Your task –
Give again, word for word, every line below from the one that has "from already-flattened segments." through the one that has "if offset == 0", both included, and no others.

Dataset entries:
----------

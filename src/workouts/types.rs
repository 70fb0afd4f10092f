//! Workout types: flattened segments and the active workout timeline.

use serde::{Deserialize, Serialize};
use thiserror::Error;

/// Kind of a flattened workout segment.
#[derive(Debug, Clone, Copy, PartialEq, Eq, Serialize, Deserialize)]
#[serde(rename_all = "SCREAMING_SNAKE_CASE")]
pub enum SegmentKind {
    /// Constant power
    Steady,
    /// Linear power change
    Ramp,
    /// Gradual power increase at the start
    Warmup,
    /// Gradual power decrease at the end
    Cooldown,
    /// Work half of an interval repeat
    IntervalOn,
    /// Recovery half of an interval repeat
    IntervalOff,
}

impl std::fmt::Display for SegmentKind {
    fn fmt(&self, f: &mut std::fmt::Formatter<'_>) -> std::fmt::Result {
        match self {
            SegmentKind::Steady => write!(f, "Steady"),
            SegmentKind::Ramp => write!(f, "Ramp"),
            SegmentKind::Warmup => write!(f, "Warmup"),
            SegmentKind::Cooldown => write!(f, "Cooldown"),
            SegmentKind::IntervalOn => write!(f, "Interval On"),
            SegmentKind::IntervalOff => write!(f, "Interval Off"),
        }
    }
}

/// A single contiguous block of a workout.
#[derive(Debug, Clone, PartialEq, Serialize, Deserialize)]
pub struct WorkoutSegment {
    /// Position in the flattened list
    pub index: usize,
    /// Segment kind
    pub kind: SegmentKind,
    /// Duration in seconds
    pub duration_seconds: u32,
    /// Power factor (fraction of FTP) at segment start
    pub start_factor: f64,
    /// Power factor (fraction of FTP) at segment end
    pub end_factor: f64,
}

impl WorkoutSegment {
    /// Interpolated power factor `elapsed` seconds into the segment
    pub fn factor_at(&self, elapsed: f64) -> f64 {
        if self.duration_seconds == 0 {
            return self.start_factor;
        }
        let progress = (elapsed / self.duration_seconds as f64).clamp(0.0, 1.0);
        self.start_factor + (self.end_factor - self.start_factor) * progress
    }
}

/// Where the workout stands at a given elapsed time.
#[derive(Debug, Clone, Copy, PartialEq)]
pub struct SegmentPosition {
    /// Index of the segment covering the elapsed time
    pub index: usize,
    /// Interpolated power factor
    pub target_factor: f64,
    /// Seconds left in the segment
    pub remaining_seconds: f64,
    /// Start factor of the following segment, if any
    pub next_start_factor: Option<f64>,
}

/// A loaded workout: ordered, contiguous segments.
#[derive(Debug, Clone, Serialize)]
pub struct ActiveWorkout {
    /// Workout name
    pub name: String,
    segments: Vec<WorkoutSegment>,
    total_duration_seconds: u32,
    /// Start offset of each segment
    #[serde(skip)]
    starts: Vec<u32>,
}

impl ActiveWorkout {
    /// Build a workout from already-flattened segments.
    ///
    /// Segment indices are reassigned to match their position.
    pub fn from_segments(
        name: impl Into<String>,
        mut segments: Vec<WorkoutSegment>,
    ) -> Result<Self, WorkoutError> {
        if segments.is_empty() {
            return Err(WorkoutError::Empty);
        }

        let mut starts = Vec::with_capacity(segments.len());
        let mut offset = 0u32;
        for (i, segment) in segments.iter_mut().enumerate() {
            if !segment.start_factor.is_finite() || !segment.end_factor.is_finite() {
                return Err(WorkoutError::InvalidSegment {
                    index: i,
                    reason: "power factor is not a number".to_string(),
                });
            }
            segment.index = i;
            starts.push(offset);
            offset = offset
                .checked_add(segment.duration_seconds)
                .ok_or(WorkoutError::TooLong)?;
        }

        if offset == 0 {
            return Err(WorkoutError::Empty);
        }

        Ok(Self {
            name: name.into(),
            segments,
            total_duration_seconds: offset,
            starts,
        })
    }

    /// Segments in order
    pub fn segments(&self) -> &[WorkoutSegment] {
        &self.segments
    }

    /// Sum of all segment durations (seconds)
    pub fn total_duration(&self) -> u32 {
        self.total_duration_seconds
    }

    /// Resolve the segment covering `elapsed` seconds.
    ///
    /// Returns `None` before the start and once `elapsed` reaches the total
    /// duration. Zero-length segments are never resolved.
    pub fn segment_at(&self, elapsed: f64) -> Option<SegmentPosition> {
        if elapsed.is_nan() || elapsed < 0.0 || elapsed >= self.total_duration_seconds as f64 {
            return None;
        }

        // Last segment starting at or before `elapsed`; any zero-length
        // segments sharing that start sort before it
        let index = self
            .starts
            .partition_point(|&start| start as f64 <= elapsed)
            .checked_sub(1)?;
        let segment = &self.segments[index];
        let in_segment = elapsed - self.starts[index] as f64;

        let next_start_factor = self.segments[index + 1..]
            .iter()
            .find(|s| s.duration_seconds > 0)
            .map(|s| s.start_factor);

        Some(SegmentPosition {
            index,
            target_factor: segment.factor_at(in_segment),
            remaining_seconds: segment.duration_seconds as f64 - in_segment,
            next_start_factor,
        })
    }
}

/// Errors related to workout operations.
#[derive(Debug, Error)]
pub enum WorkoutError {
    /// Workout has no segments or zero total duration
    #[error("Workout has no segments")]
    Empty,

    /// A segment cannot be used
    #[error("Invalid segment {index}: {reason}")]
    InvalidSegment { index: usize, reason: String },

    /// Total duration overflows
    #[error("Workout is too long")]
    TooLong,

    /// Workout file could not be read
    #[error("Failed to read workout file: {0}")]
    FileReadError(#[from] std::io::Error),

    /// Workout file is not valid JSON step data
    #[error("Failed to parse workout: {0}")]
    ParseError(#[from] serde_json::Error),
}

----------

Written response –
    /// Build a workout from already-flattened segments.
    ///
    /// Segment indices are reassigned to match their position.
    pub fn from_segments(
        name: impl Into<String>,
        mut segments: Vec<WorkoutSegment>,
    ) -> Result<Self, WorkoutError> {
        if segments.is_empty() {
            return Err(WorkoutError::Empty);
        }

        let mut starts = Vec::with_capacity(segments.len());
        let mut offset = 0u32;
        for (i, segment) in segments.iter_mut().enumerate() {
            if !segment.start_factor.is_finite() || !segment.end_factor.is_finite() {
                return Err(WorkoutError::InvalidSegment {
                    index: i,
                    reason: "power factor is not a number".to_string(),
                });
            }
            segment.index = i;
            starts.push(offset);
            offset = offset
                .checked_add(segment.duration_seconds)
                .ok_or(WorkoutError::TooLong)?;
        }

        if offset == 0 {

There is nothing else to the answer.